Data provided below:

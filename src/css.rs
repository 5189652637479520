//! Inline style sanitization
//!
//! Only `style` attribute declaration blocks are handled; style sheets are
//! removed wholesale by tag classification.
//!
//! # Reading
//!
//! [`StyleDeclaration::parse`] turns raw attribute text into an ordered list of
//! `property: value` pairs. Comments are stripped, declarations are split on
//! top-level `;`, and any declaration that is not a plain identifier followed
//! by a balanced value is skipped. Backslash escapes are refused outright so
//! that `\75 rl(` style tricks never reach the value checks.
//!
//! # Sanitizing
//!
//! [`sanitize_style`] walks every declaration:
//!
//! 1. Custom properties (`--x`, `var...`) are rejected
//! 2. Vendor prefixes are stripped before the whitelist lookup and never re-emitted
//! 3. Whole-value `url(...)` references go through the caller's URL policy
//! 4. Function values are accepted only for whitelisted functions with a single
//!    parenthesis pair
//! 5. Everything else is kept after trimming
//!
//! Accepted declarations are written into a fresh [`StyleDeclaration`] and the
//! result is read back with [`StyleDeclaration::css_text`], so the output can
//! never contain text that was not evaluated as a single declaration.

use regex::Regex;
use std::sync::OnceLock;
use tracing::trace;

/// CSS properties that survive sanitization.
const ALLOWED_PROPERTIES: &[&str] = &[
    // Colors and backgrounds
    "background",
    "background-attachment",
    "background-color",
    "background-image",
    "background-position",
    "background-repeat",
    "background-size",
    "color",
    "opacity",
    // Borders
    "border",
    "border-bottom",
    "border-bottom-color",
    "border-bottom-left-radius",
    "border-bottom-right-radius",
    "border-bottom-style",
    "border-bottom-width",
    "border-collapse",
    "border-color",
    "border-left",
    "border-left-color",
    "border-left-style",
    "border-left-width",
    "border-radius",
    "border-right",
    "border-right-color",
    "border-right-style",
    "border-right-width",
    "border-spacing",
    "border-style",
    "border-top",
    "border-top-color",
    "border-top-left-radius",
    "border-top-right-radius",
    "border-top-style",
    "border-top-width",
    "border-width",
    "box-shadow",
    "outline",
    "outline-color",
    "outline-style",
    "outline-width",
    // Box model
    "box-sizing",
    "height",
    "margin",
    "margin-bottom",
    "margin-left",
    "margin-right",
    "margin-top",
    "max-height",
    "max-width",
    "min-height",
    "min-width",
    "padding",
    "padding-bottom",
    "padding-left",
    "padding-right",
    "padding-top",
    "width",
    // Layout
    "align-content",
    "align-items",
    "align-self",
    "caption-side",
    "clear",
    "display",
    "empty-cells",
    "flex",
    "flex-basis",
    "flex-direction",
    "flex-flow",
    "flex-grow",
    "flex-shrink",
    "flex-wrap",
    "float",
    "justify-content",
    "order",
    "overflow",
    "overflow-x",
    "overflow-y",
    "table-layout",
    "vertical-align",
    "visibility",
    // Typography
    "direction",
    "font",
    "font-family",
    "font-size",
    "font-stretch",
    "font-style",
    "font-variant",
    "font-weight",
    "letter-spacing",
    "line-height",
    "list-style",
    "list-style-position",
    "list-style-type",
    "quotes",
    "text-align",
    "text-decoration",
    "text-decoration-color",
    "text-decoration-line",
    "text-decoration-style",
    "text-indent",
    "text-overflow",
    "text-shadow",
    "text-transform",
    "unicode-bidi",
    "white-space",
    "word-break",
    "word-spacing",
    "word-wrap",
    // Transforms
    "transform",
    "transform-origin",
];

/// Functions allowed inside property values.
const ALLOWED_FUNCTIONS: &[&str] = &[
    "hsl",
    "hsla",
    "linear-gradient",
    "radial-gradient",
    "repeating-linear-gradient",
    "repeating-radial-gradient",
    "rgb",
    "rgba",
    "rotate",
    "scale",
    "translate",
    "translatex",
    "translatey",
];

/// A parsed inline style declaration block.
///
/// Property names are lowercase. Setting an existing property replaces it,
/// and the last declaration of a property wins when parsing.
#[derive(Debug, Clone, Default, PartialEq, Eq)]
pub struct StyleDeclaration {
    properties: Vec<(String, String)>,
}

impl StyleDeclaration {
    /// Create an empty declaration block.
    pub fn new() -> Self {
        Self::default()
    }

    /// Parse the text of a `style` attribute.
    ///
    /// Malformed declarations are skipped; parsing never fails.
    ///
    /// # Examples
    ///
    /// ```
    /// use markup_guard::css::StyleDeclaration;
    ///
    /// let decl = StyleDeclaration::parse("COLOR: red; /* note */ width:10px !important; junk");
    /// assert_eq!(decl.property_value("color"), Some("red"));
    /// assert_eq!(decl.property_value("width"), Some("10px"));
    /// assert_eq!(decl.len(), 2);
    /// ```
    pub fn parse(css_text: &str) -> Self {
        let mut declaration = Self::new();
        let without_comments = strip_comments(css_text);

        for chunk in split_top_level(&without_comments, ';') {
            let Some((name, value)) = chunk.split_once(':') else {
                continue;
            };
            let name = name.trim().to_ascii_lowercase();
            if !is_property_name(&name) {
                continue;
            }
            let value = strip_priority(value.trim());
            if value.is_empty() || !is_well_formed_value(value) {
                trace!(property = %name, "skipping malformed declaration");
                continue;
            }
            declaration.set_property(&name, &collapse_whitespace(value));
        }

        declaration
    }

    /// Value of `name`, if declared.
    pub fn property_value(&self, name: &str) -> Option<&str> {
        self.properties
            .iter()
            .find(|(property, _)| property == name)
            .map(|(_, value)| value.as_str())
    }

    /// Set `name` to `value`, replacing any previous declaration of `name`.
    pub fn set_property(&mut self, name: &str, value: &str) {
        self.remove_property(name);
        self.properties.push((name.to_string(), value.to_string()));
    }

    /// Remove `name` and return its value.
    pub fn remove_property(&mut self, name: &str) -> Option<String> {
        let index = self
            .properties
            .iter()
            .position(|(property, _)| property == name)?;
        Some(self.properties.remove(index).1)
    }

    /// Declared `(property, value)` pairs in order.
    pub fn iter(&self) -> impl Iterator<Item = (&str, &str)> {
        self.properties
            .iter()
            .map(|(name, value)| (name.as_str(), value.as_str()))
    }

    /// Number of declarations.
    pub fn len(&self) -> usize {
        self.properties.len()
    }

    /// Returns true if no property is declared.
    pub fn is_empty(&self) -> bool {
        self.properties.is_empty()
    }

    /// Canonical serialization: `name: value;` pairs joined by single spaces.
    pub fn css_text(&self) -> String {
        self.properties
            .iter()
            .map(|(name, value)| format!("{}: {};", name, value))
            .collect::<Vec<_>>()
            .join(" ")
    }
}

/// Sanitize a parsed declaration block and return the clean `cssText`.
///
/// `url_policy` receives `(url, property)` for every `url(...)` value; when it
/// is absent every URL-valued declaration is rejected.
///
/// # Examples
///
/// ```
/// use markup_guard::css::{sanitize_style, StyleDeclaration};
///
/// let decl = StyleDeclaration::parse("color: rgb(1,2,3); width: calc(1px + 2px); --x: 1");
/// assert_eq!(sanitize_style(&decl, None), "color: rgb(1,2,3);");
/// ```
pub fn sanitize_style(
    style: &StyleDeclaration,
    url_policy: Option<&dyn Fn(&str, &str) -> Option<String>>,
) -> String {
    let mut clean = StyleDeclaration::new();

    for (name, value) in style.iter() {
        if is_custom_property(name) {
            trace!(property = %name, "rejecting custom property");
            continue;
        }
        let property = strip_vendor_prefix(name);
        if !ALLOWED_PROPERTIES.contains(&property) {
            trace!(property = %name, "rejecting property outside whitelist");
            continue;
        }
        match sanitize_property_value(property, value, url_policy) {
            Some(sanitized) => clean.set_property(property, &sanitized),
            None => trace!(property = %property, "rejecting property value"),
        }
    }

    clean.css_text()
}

End of Data provided.

◆ Exercise requirements
What is needed is an exact copy of the entries from their first line down to the line with "plain identifier followed", that line included, and nothing beyond it.

◆ Solved exercise
filename src/css.rs
repository 5189652637479520
//! Inline style sanitization
//!
//! Only `style` attribute declaration blocks are handled; style sheets are
//! removed wholesale by tag classification.
//!
//! # Reading
//!
//! [`StyleDeclaration::parse`] turns raw attribute text into an ordered list of
//! `property: value` pairs. Comments are stripped, declarations are split on
//! top-level `;`, and any declaration that is not a plain identifier followed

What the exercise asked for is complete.